The power supply unit of a computer consists of several interior components, such as coils, capacitors, and electronic circuit boards to regulate current. Your power supply unit requires fans to cool down the interior components, but fans are one of the primary reasons for power supply failure. You will also find colored wires attached to the circuit board, and these wires are used to transmit various voltages to the main board and any connected devices. The typical PC power supply draws approximately 110 volts of alternating electrical current from the wall outlet, which converts to a much smaller unidirectional flow of electrical current.
Alternating current (AC) defines the flow of charge that changes direction periodically. AC voltage is produced by the alternator, which is a special kind of electrical generator used to produce alternating current. Direct current (DC) can be described as a constant voltage or current, which is generated by a rectifier, batteries, or an AC generator that is equipped with a commutator. Modern power supplies are equipped with several safety circuits that check the flow of current continuously to detect extreme power output conditions.
There are three primary types of DC voltage. 12 Volts is required to feed the mainboard and any new-gen graphics cards. 5 Volts is necessary for the chassis and CPU fan or USB ports. 3.3 Volts is used to power the CPU. 12 Volts can also be applied to specific “smart” chassis fans. Power supply can convert to a 100 Volt electrical current to +12V, -12V, +5V, -5V, and +3.3 V. Your circuit board is used to forward any converted electricity through dedicated cable sets, so you can feed the components and devices within your computer. With the help of those components we listed above, AC voltage can be transformed into a clean direct current. PC capacitors are designed to regulate smooth, clean currents to the circuits of your computer. Negative voltages are relatively obsolete in the modern market, but you will want to know how to use them if you’re installing a new power supply in a system with an old motherboard that features ISA bus slots. Follow the general guide below to determine voltage rails.
Manufacturers will typically provide specifications on request for their power supplies, but the typical 250-watt LPX and 235-watt ATX power supplies can be identified by the following parameters:
Black: Used to provide a ground for the current.

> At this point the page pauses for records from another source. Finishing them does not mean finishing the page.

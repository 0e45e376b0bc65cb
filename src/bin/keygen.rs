// Copyright (c) 2026 Amunchain
// Licensed under the Apache License, Version 2.0 (the "License");
// you may not use this file except in compliance with the License.
// You may obtain a copy of the License at
//     http://www.apache.org/licenses/LICENSE-2.0
// Unless required by applicable law or agreed to in writing, software
// distributed under the License is distributed on an "AS IS" BASIS,
// WITHOUT WARRANTIES OR CONDITIONS OF ANY KIND, either express or implied.
// See the License for the specific language governing permissions and
// limitations under the License.

#![forbid(unsafe_code)]

//! Generate a forging secret phrase, or derive the public key and account of an existing one.
//!
//! `keygen [out_dir]` writes `<out_dir>/forger.secret` (mode 0600) and prints the public key.
//! `keygen --show` reads a phrase from `AMUN_SECRET_PHRASE` instead.

use anyhow::{anyhow, Result};
use std::path::PathBuf;

use amunchain_hybrid::core::security::crypto::SecretPhrase;
use amunchain_hybrid::core::types::FullId;

fn describe(secret: &SecretPhrase) -> Result<()> {
    let pk = secret.public_key().map_err(|e| anyhow!("public key: {e}"))?;
    let account = FullId::from_public_key(&pk);
    println!("public_key_hex = \"{}\"", pk.to_hex());
    println!("account = \"{account}\"");
    Ok(())
}

fn main() -> Result<()> {
    let arg = std::env::args().nth(1).unwrap_or_else(|| "data".to_string());
    if arg == "--show" {
        let phrase = std::env::var("AMUN_SECRET_PHRASE").map_err(|_| anyhow!("AMUN_SECRET_PHRASE not set"))?;
        return describe(&SecretPhrase::new(phrase));
    }

    let mut path = PathBuf::from(arg);
    std::fs::create_dir_all(&path)?;
    path.push("forger.secret");
    if path.exists() {
        return Err(anyhow!("{} already exists", path.display()));
    }

    let secret = SecretPhrase::generate().map_err(|e| anyhow!("generate: {e}"))?;
    std::fs::write(&path, secret.expose())?;

    #[cfg(unix)]
    {
        use std::os::unix::fs::PermissionsExt;
        let _ = std::fs::set_permissions(&path, std::fs::Permissions::from_mode(0o600));
    }

    eprintln!("secret phrase written to {}", path.display());
    describe(&secret)
}
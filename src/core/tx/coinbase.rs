// Copyright (c) 2026 Amunchain
// Licensed under the Apache License, Version 2.0 (the "License");
// you may not use this file except in compliance with the License.
// You may obtain a copy of the License at
//     http://www.apache.org/licenses/LICENSE-2.0
// Unless required by applicable law or agreed to in writing, software
// distributed under the License is distributed on an "AS IS" BASIS,
// WITHOUT WARRANTIES OR CONDITIONS OF ANY KIND, either express or implied.
// See the License for the specific language governing permissions and
// limitations under the License.

#![forbid(unsafe_code)]

//! Coinbase type (9): the first transaction of every block, paying the reward distribution.
//! Whether the map matches the recomputed distribution is a block-level check.

use std::collections::BTreeMap;

use crate::core::ledger::{Ledger, LedgerError};
use crate::core::params::MAX_BALANCE_NQT;
use crate::core::security::crypto::SecretPhrase;
use crate::core::tx::appendix::Attachment;
use crate::core::tx::fee::{Fee, NO_FEE};
use crate::core::tx::registry::{
    missing_attachment, wrong_attachment, TransactionBehavior, ValidationContext,
};
use crate::core::tx::transaction::{Transaction, TransactionBuilder};
use crate::core::tx::{is_duplicate, Duplicates, TxKind, ValidationError};
use crate::core::types::{FullId, PublicKey};

/// Reward distribution; unsigned, fee-free, recipient is the generator.
pub struct Coinbase;

impl TransactionBehavior for Coinbase {
    fn kind(&self) -> TxKind {
        TxKind::COINBASE
    }
    fn name(&self) -> &'static str {
        "Coinbase"
    }
    fn baseline_fee(&self) -> Fee {
        NO_FEE
    }
    fn is_back_fee_exempt(&self) -> bool {
        true
    }
    fn is_phasing_safe(&self) -> bool {
        false
    }

    fn validate_attachment(&self, tx: &Transaction, _ctx: &ValidationContext<'_>) -> Result<(), ValidationError> {
        let Attachment::Coinbase { recipients } = tx.attachment() else {
            return Err(wrong_attachment());
        };
        if tx.recipient() != Some(tx.sender_id()) {
            return Err(ValidationError::not_valid("coinbase recipient must be the generator"));
        }
        let mut total = 0i64;
        for (id, amount) in recipients {
            if *amount <= 0 {
                return Err(ValidationError::not_valid(format!("non-positive coinbase share for {id}")));
            }
            total = total
                .checked_add(*amount)
                .filter(|t| *t <= MAX_BALANCE_NQT)
                .ok_or_else(|| ValidationError::not_valid("coinbase total out of range"))?;
        }
        Ok(())
    }

    fn apply_attachment(&self, tx: &Transaction, ledger: &Ledger, height: u32) -> Result<(), LedgerError> {
        let Attachment::Coinbase { recipients } = tx.attachment() else {
            return Err(missing_attachment());
        };
        for (id, amount) in recipients {
            ledger.add_to_balance_and_unconfirmed(*id, *amount, height, true)?;
        }
        Ok(())
    }

    fn is_block_duplicate(&self, _tx: &Transaction, duplicates: &mut Duplicates) -> bool {
        is_duplicate(TxKind::COINBASE, "", duplicates, 1)
    }
}

/// Unsigned coinbase paying `recipients` at `timestamp`.
pub fn build_coinbase(
    generator: PublicKey,
    recipients: BTreeMap<FullId, i64>,
    timestamp: u64,
) -> Result<Transaction, ValidationError> {
    TransactionBuilder::new(generator, Attachment::Coinbase { recipients })
        .timestamp(timestamp)
        .recipient(FullId::from_public_key(&generator))
        .build_unsigned()
}

/// [`build_coinbase`] for the holder of `secret`.
pub fn build_coinbase_for(
    secret: &SecretPhrase,
    recipients: BTreeMap<FullId, i64>,
    timestamp: u64,
) -> Result<Transaction, ValidationError> {
    let pk = secret
        .public_key()
        .map_err(|_| ValidationError::not_valid("secret phrase"))?;
    build_coinbase(pk, recipients, timestamp)
}

pub(crate) fn behaviors() -> Vec<Box<dyn TransactionBehavior>> {
    vec![Box::new(Coinbase)]
}

#[cfg(test)]
mod tests {
    use super::*;
    use crate::core::ledger::testutil::ledger;
    use crate::core::params::ONE_COIN;
    use crate::core::tx::registry::testutil::MemChain;
    use crate::core::tx::registry::TransactionRegistry;

    #[test]
    fn coinbase_credits_locked_balance() {
        let l = ledger();
        let chain = MemChain::with_blocks(2);
        let reg = TransactionRegistry::standard();
        let generator = SecretPhrase::new("generator");
        let gen_id = FullId::from_public_key(&generator.public_key().unwrap());
        let other = FullId::new(3, 3);
        let tx = build_coinbase_for(
            &generator,
            BTreeMap::from([(gen_id, 40 * ONE_COIN), (other, 10 * ONE_COIN)]),
            100,
        )
        .unwrap();
        assert!(tx.verify_signature());
        let ctx = ValidationContext {
            ledger: &l,
            chain: &chain,
            height: 2,
            block_timestamp: 100,
        };
        reg.validate(&tx, &ctx).unwrap();
        assert!(reg.apply_unconfirmed(&tx, &l, 2).unwrap());
        reg.apply(&tx, &l, 2).unwrap();
        assert_eq!(l.balance(gen_id, None).unwrap(), 40 * ONE_COIN);
        assert_eq!(l.locked_balance(gen_id, 1, 2).unwrap(), 40 * ONE_COIN);
        assert_eq!(l.guaranteed_balance(other, 1, 2).unwrap(), 0);
    }

    #[test]
    fn coinbase_must_stay_unsigned_and_free() {
        let l = ledger();
        let chain = MemChain::with_blocks(2);
        let reg = TransactionRegistry::standard();
        let generator = SecretPhrase::new("generator");
        let pk = generator.public_key().unwrap();
        let paid = TransactionBuilder::new(
            pk,
            Attachment::Coinbase {
                recipients: BTreeMap::new(),
            },
        )
        .timestamp(100)
        .recipient(FullId::from_public_key(&pk))
        .fee(ONE_COIN)
        .build_unsigned()
        .unwrap();
        let ctx = ValidationContext {
            ledger: &l,
            chain: &chain,
            height: 2,
            block_timestamp: 100,
        };
        assert!(matches!(reg.validate(&paid, &ctx), Err(ValidationError::NotValid(_))));
    }
}
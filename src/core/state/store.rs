// Copyright (c) 2026 Amunchain
// Licensed under the Apache License, Version 2.0 (the "License");
// you may not use this file except in compliance with the License.
// You may obtain a copy of the License at
//     http://www.apache.org/licenses/LICENSE-2.0
// Unless required by applicable law or agreed to in writing, software
// distributed under the License is distributed on an "AS IS" BASIS,
// WITHOUT WARRANTIES OR CONDITIONS OF ANY KIND, either express or implied.
// See the License for the specific language governing permissions and
// limitations under the License.

#![forbid(unsafe_code)]
#![warn(missing_docs)]

//! Versioned key/record store.
//!
//! Plain tables hold blocks and transaction indexes. Versioned tables hold height-stamped
//! records: every write is a new version at a height, reads resolve to the latest version
//! at-or-before a height, and `rollback_to` drops every version above a height.
//!
//! `SledStore` keeps all tables in one sled tree:
//! - plain key     = table_id || key
//! - versioned key = table_id || key || height (u32 BE)
//! - versioned value = 0x01 || record, or 0x00 for a deletion marker
//!
//! While a transaction is open, writes land in a pending set that reads see first;
//! `commit` applies the whole set in one sled transaction.

use parking_lot::Mutex;
use sled::transaction::ConflictableTransactionError;
use std::collections::BTreeMap;
use thiserror::Error;

use crate::core::state::merkle::{merkle_root_sorted, Hash32};

/// State errors.
#[derive(Debug, Error)]
pub enum StoreError {
    #[error("db open")]
    DbOpen,
    #[error("db io")]
    DbIo,
    #[error("tx conflict")]
    TxConflict,
    #[error("corrupt record in {0:?}")]
    Corrupt(Table),
    #[error("table {0:?} is not versioned")]
    NotVersioned(Table),
    #[error("transaction already open")]
    NestedTransaction,
    #[error("no open transaction")]
    NoTransaction,
}

/// Logical tables.
#[derive(Clone, Copy, Debug, PartialEq, Eq, PartialOrd, Ord, Hash)]
#[repr(u8)]
pub enum Table {
    /// Node metadata (trim floor, ...).
    Meta = 1,
    /// Block id -> stored block.
    Block = 2,
    /// Height -> block id.
    BlockHeight = 3,
    /// Key-block local height -> block id.
    KeyBlock = 4,
    /// Transaction id -> stored transaction.
    Transaction = 5,
    /// Full hash -> transaction id.
    TransactionFullHash = 6,
    /// Accounts.
    Account = 20,
    /// Per-account asset holdings.
    AccountAsset = 21,
    /// Balance leases by lessor.
    AccountLease = 22,
    /// Account name/description.
    AccountInfo = 23,
    /// Account properties.
    AccountProperty = 24,
    /// Account public keys.
    PublicKey = 25,
    /// Per-height balance additions.
    GuaranteedBalance = 26,
    /// Assets.
    Asset = 27,
    /// Aliases by normalized name.
    Alias = 28,
    /// Alias sale offers.
    AliasOffer = 29,
    /// Polls.
    Poll = 30,
    /// Poll votes.
    Vote = 31,
    /// Phasing polls.
    PhasingPoll = 32,
    /// Phasing votes.
    PhasingVote = 33,
    /// Phasing poll outcomes.
    PhasingResult = 34,
    /// Prunable message bodies.
    PrunableMessage = 35,
    /// Forger-eligibility roots by key-block local height.
    ForgerRoot = 36,
    /// (finish height, transaction id) of undecided phasing polls.
    PhasingFinish = 37,
    /// (lessee, lessor) of every active lease.
    ActiveLease = 38,
}

impl Table {
    /// Every versioned (height-stamped) table.
    pub const VERSIONED: [Table; 19] = [
        Table::Account,
        Table::AccountAsset,
        Table::AccountLease,
        Table::AccountInfo,
        Table::AccountProperty,
        Table::PublicKey,
        Table::GuaranteedBalance,
        Table::Asset,
        Table::Alias,
        Table::AliasOffer,
        Table::Poll,
        Table::Vote,
        Table::PhasingPoll,
        Table::PhasingVote,
        Table::PhasingResult,
        Table::PrunableMessage,
        Table::ForgerRoot,
        Table::PhasingFinish,
        Table::ActiveLease,
    ];

    /// Plain tables holding the block chain itself.
    pub const CHAIN: [Table; 5] = [
        Table::Block,
        Table::BlockHeight,
        Table::KeyBlock,
        Table::Transaction,
        Table::TransactionFullHash,
    ];

    /// Key prefix byte.
    pub fn id(self) -> u8 {
        self as u8
    }

    /// True for height-stamped tables.
    pub fn is_versioned(self) -> bool {
        self.id() >= Table::Account.id()
    }
}

/// State operation.
#[derive(Clone, Debug)]
pub enum KvOp {
    /// Put key/value.
    Put { key: Vec<u8>, value: Vec<u8> },
    /// Delete key.
    Del { key: Vec<u8> },
}

/// Store contract the chain core depends on.
pub trait VersionedStore: Send + Sync {
    /// Open a write transaction.
    fn begin(&self) -> Result<(), StoreError>;
    /// Commit the open transaction atomically.
    fn commit(&self) -> Result<(), StoreError>;
    /// Discard the open transaction.
    fn rollback(&self) -> Result<(), StoreError>;
    /// True while a transaction is open.
    fn in_transaction(&self) -> bool;

    /// Plain get.
    fn get(&self, table: Table, key: &[u8]) -> Result<Option<Vec<u8>>, StoreError>;
    /// Plain put.
    fn put(&self, table: Table, key: &[u8], value: &[u8]) -> Result<(), StoreError>;
    /// Plain delete.
    fn delete(&self, table: Table, key: &[u8]) -> Result<(), StoreError>;
    /// Ordered plain scan of keys starting at `from` (inclusive) up to `to` (exclusive).
    fn range(
        &self,
        table: Table,
        from: &[u8],
        to: Option<&[u8]>,
    ) -> Result<Vec<(Vec<u8>, Vec<u8>)>, StoreError>;

    /// Write a new version of `key` at `height`; `None` marks deletion.
    fn insert_version(
        &self,
        table: Table,
        key: &[u8],
        height: u32,
        value: Option<&[u8]>,
    ) -> Result<(), StoreError>;
    /// Latest version at-or-before `at` (`None` = newest).
    fn latest(&self, table: Table, key: &[u8], at: Option<u32>) -> Result<Option<Vec<u8>>, StoreError>;
    /// Versions of `key` with `after < height <= upto`, ascending.
    fn versions(
        &self,
        table: Table,
        key: &[u8],
        after: u32,
        upto: u32,
    ) -> Result<Vec<(u32, Option<Vec<u8>>)>, StoreError>;
    /// Latest live version at-or-before `at` of every key starting with `prefix`, ordered by key.
    fn latest_all(
        &self,
        table: Table,
        prefix: &[u8],
        at: Option<u32>,
    ) -> Result<Vec<(Vec<u8>, Vec<u8>)>, StoreError>;
    /// Delete every version above `height`.
    fn rollback_to(&self, table: Table, height: u32) -> Result<(), StoreError>;
    /// Drop versions older than the latest one at-or-before `floor`; returns how many went.
    fn trim(&self, table: Table, floor: u32) -> Result<usize, StoreError>;
    /// Delete every row of a table.
    fn truncate(&self, table: Table) -> Result<(), StoreError>;
}
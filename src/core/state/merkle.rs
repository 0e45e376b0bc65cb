// Copyright (c) 2026 Amunchain
// Licensed under the Apache License, Version 2.0 (the "License");
// you may not use this file except in compliance with the License.
// You may obtain a copy of the License at
//     http://www.apache.org/licenses/LICENSE-2.0
// Unless required by applicable law or agreed to in writing, software
// distributed under the License is distributed on an "AS IS" BASIS,
// WITHOUT WARRANTIES OR CONDITIONS OF ANY KIND, either express or implied.
// See the License for the specific language governing permissions and
// limitations under the License.

#![forbid(unsafe_code)]
#![warn(missing_docs)]

//! Deterministic Merkle trees.
//!
//! pair leaf = H( "Amunchain-Hybrid-Leaf-v1" || H(key) || H(value) )
//! tx leaf   = H( "Amunchain-Hybrid-Tx-v1" || full_hash )
//! node      = H( "Amunchain-Hybrid-Node-v1" || left || right )
//!
//! An odd node at the end of a level is paired with itself. The empty tree has the zero root.

use crate::core::security::crypto::{sha256, sha256_concat};
use crate::core::types::{FullId, H256};

/// Hash32 type.
pub type Hash32 = [u8; 32];

const LEAF_DOMAIN: &[u8] = b"Amunchain-Hybrid-Leaf-v1";
const TX_DOMAIN: &[u8] = b"Amunchain-Hybrid-Tx-v1";
const NODE_DOMAIN: &[u8] = b"Amunchain-Hybrid-Node-v1";

/// Side of sibling in proof.
#[derive(Clone, Debug, PartialEq, Eq)]
pub enum Side {
    /// Sibling is left.
    Left,
    /// Sibling is right.
    Right,
}

/// One proof item.
#[derive(Clone, Debug)]
pub struct ProofItem {
    /// Whether sibling is left or right of current hash.
    pub side: Side,
    /// Sibling hash.
    pub sibling: Hash32,
}

/// Merkle inclusion proof.
#[derive(Clone, Debug)]
pub struct MerkleProof {
    /// Leaf hash.
    pub leaf: Hash32,
    /// Path items from leaf to root.
    pub path: Vec<ProofItem>,
}

fn hash_leaf(key: &[u8], value: &[u8]) -> Hash32 {
    sha256_concat(&[LEAF_DOMAIN, &sha256(key), &sha256(value)])
}

fn hash_node(left: Hash32, right: Hash32) -> Hash32 {
    sha256_concat(&[NODE_DOMAIN, &left, &right])
}

fn next_level(level: &[Hash32]) -> Vec<Hash32> {
    level
        .chunks(2)
        .map(|pair| match pair {
            [l, r] => hash_node(*l, *r),
            [l] => hash_node(*l, *l),
            _ => [0u8; 32],
        })
        .collect()
}

fn root_of(mut level: Vec<Hash32>) -> Hash32 {
    if level.is_empty() {
        return [0u8; 32];
    }
    while level.len() > 1 {
        level = next_level(&level);
    }
    level[0]
}

fn proof_of(mut level: Vec<Hash32>, index: usize) -> Option<MerkleProof> {
    if index >= level.len() {
        return None;
    }
    let mut idx = index;
    let leaf = level[idx];
    let mut path = Vec::new();

    while level.len() > 1 {
        let is_right = idx % 2 == 1;
        let sib_idx = if is_right { idx - 1 } else { idx + 1 };
        let sibling = level.get(sib_idx).copied().unwrap_or(level[idx]);
        path.push(ProofItem {
            side: if is_right { Side::Left } else { Side::Right },
            sibling,
        });
        level = next_level(&level);
        idx /= 2;
    }

    Some(MerkleProof { leaf, path })
}

/// Build Merkle root from sorted (key,value) pairs.
/// If empty, returns ZERO hash.
pub fn merkle_root_sorted(pairs: &[(Vec<u8>, Vec<u8>)]) -> Hash32 {
    root_of(pairs.iter().map(|(k, v)| hash_leaf(k, v)).collect())
}

/// Generate inclusion proof for a pair at `index` (pairs must be sorted).
pub fn merkle_proof_sorted(pairs: &[(Vec<u8>, Vec<u8>)], index: usize) -> Option<MerkleProof> {
    proof_of(pairs.iter().map(|(k, v)| hash_leaf(k, v)).collect(), index)
}

/// Verify proof against root.
pub fn verify_proof(root: Hash32, proof: &MerkleProof) -> bool {
    let mut cur = proof.leaf;
    for item in proof.path.iter() {
        cur = match item.side {
            Side::Left => hash_node(item.sibling, cur),
            Side::Right => hash_node(cur, item.sibling),
        };
    }
    cur == root
}

/// Root over transaction full hashes in block order.
pub fn transactions_root(full_hashes: &[H256]) -> H256 {
    let leaves = full_hashes
        .iter()
        .map(|h| sha256_concat(&[TX_DOMAIN, h.as_bytes()]))
        .collect();
    H256::from_bytes(root_of(leaves))
}

/// Leaf pair of the forger-eligibility tree.
pub fn forger_entry(account: FullId, effective_balance: i64) -> (Vec<u8>, Vec<u8>) {
    (
        account.key_bytes().to_vec(),
        effective_balance.to_be_bytes().to_vec(),
    )
}

/// Root over eligible forgers; `entries` are sorted by account before hashing.
pub fn forgers_root(entries: &[(FullId, i64)]) -> H256 {
    let mut pairs: Vec<(Vec<u8>, Vec<u8>)> =
        entries.iter().map(|(id, b)| forger_entry(*id, *b)).collect();
    pairs.sort();
    H256::from_bytes(merkle_root_sorted(&pairs))
}

/// Inclusion proof that `account` with `effective_balance` is in the forger tree.
pub fn forger_proof(entries: &[(FullId, i64)], account: FullId) -> Option<MerkleProof> {
    let mut pairs: Vec<(Vec<u8>, Vec<u8>)> =
        entries.iter().map(|(id, b)| forger_entry(*id, *b)).collect();
    pairs.sort();
    let key = account.key_bytes();
    let index = pairs.iter().position(|(k, _)| k.as_slice() == key)?;
    merkle_proof_sorted(&pairs, index)
}

#[cfg(test)]
mod tests {
    use super::*;

    #[test]
    fn empty_roots_are_zero() {
        assert_eq!(transactions_root(&[]), H256::ZERO);
        assert_eq!(forgers_root(&[]), H256::ZERO);
    }

    #[test]
    fn transaction_order_matters() {
        let a = H256::from_bytes([1; 32]);
        let b = H256::from_bytes([2; 32]);
        assert_ne!(transactions_root(&[a, b]), transactions_root(&[b, a]));
    }

    #[test]
    fn forger_root_ignores_input_order_and_proves() {
        let x = (FullId::new(1, 1), 5_000i64);
        let y = (FullId::new(2, 9), 7_000i64);
        let z = (FullId::new(3, 0), 9_000i64);
        let root = forgers_root(&[x, y, z]);
        assert_eq!(root, forgers_root(&[z, x, y]));
        let proof = forger_proof(&[z, x, y], y.0).unwrap();
        assert!(verify_proof(*root.as_bytes(), &proof));
        assert!(forger_proof(&[x], y.0).is_none());
    }
}
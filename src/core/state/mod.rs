// Copyright (c) 2026 Amunchain
// Licensed under the Apache License, Version 2.0 (the "License");
// you may not use this file except in compliance with the License.
// You may obtain a copy of the License at
//     http://www.apache.org/licenses/LICENSE-2.0
// Unless required by applicable law or agreed to in writing, software
// distributed under the License is distributed on an "AS IS" BASIS,
// WITHOUT WARRANTIES OR CONDITIONS OF ANY KIND, either express or implied.
// See the License for the specific language governing permissions and
// limitations under the License.

//! State storage.

/// Deterministic Merkle trees (transactions, forger eligibility, table roots).
pub mod merkle;
/// Versioned key/record store contract and its sled implementation.
pub mod store;
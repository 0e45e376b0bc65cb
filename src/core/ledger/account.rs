// Copyright (c) 2026 Amunchain
// Licensed under the Apache License, Version 2.0 (the "License");
// you may not use this file except in compliance with the License.
// You may obtain a copy of the License at
//     http://www.apache.org/licenses/LICENSE-2.0
// Unless required by applicable law or agreed to in writing, software
// distributed under the License is distributed on an "AS IS" BASIS,
// WITHOUT WARRANTIES OR CONDITIONS OF ANY KIND, either express or implied.
// See the License for the specific language governing permissions and
// limitations under the License.

#![forbid(unsafe_code)]
#![warn(missing_docs)]

//! Accounts and balances.
//!
//! Invariant: `0 <= unconfirmed_balance <= balance` for every account but [`FullId::BURN`].
//! Guaranteed balance at height `h` with confirmation floor `f` is the balance at `h` minus
//! the positive additions recorded in `(f, h]`; the coinbase part of those additions is the
//! locked balance.

use serde::{Deserialize, Serialize};
use std::collections::BTreeSet;

use crate::core::ledger::phasing::PhasingParams;
use crate::core::ledger::{name_key, Ledger, LedgerError};
use crate::core::params::LEASING_DELAY;
use crate::core::security::crypto::keys_equal;
use crate::core::state::store::Table;
use crate::core::types::{FullId, PublicKey};

/// Account-level restrictions.
#[derive(Clone, Copy, Debug, PartialEq, Eq, PartialOrd, Ord, Hash, Serialize, Deserialize)]
pub enum ControlType {
    /// Every outgoing transaction must be phased with the account's registered parameters.
    PhasingOnly,
}

/// Account record.
#[derive(Clone, Debug, Default, PartialEq, Eq, Serialize, Deserialize)]
pub struct Account {
    /// Identity.
    pub id: FullId,
    /// Confirmed balance (NQT).
    pub balance: i64,
    /// Balance minus outstanding reservations.
    pub unconfirmed_balance: i64,
    /// Total collected as block generator.
    pub forged_balance: i64,
    /// Height of the last block that paid this account a generator reward.
    pub last_forged_height: u32,
    /// Lessee currently forging with this account's stake.
    pub active_lessee: Option<FullId>,
    /// Active controls.
    pub controls: BTreeSet<ControlType>,
    /// Parameters enforced under [`ControlType::PhasingOnly`].
    pub phasing_only: Option<PhasingParams>,
}

impl Account {
    /// Fresh, empty account.
    pub fn new(id: FullId) -> Self {
        Self {
            id,
            ..Self::default()
        }
    }

    /// True when the record carries nothing and is stored as a deletion.
    pub fn is_empty(&self) -> bool {
        self.balance == 0
            && self.unconfirmed_balance == 0
            && self.forged_balance == 0
            && self.active_lessee.is_none()
            && self.controls.is_empty()
    }
}

/// Balance additions recorded at one height.
#[derive(Clone, Copy, Debug, Default, PartialEq, Eq, Serialize, Deserialize)]
pub struct BalanceAdditions {
    /// All positive additions.
    pub total: i64,
    /// The coinbase part of `total`.
    pub coinbase: i64,
}

/// One lease window `[from, to)`.
#[derive(Clone, Copy, Debug, PartialEq, Eq, Serialize, Deserialize)]
pub struct LeaseWindow {
    /// Account forging with the leased stake.
    pub lessee: FullId,
    /// First height of the window.
    pub from: u32,
    /// First height after the window.
    pub to: u32,
}

/// Lease state of one lessor: at most one current and one queued window.
#[derive(Clone, Debug, Default, PartialEq, Eq, Serialize, Deserialize)]
pub struct AccountLease {
    /// Lessor.
    pub lessor: FullId,
    /// Current (possibly not yet started) window.
    pub current: Option<LeaseWindow>,
    /// Window queued behind `current`.
    pub next: Option<LeaseWindow>,
}

/// Account name and description.
#[derive(Clone, Debug, PartialEq, Eq, Serialize, Deserialize)]
pub struct AccountInfo {
    /// Account.
    pub account: FullId,
    /// Display name.
    pub name: String,
    /// Description.
    pub description: String,
}

/// A property set on `recipient` by `setter`.
#[derive(Clone, Debug, PartialEq, Eq, Serialize, Deserialize)]
pub struct AccountProperty {
    /// Account the property is attached to.
    pub recipient: FullId,
    /// Account that set it.
    pub setter: FullId,
    /// Property name.
    pub name: String,
    /// Property value.
    pub value: String,
}

fn property_key(recipient: FullId, setter: FullId, name: &str) -> Vec<u8> {
    let mut key = Vec::with_capacity(56);
    key.extend_from_slice(&recipient.key_bytes());
    key.extend_from_slice(&setter.key_bytes());
    key.extend_from_slice(&name_key(name));
    key
}

fn lease_key(lessee: FullId, lessor: FullId) -> Vec<u8> {
    let mut key = lessee.key_bytes().to_vec();
    key.extend_from_slice(&lessor.key_bytes());
    key
}

fn check_balance(acc: &Account) -> Result<(), LedgerError> {
    if acc.id == FullId::BURN {
        return Ok(());
    }
    if acc.balance < 0 || acc.unconfirmed_balance < 0 || acc.unconfirmed_balance > acc.balance {
        return Err(LedgerError::DoubleSpending {
            account: acc.id,
            balance: acc.balance,
            unconfirmed: acc.unconfirmed_balance,
        });
    }
    Ok(())
}

fn checked(id: FullId, a: i64, b: i64) -> Result<i64, LedgerError> {
    a.checked_add(b).ok_or(LedgerError::Overflow(id))
}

Every other colored wire should be paired with a black wire.
Yellow: Used to denote +12Volt
Red: Used to denote +5Volt
Blue: Used to denote -12Volt
White: Used to denote -5Volt
Green: Used to check DC voltage
Purple: Used to denote +5V on standby mode
If you have any questions about voltages and timings that work with certain hardware, please contact us today for additional information or further assistance. Let us know how we can help!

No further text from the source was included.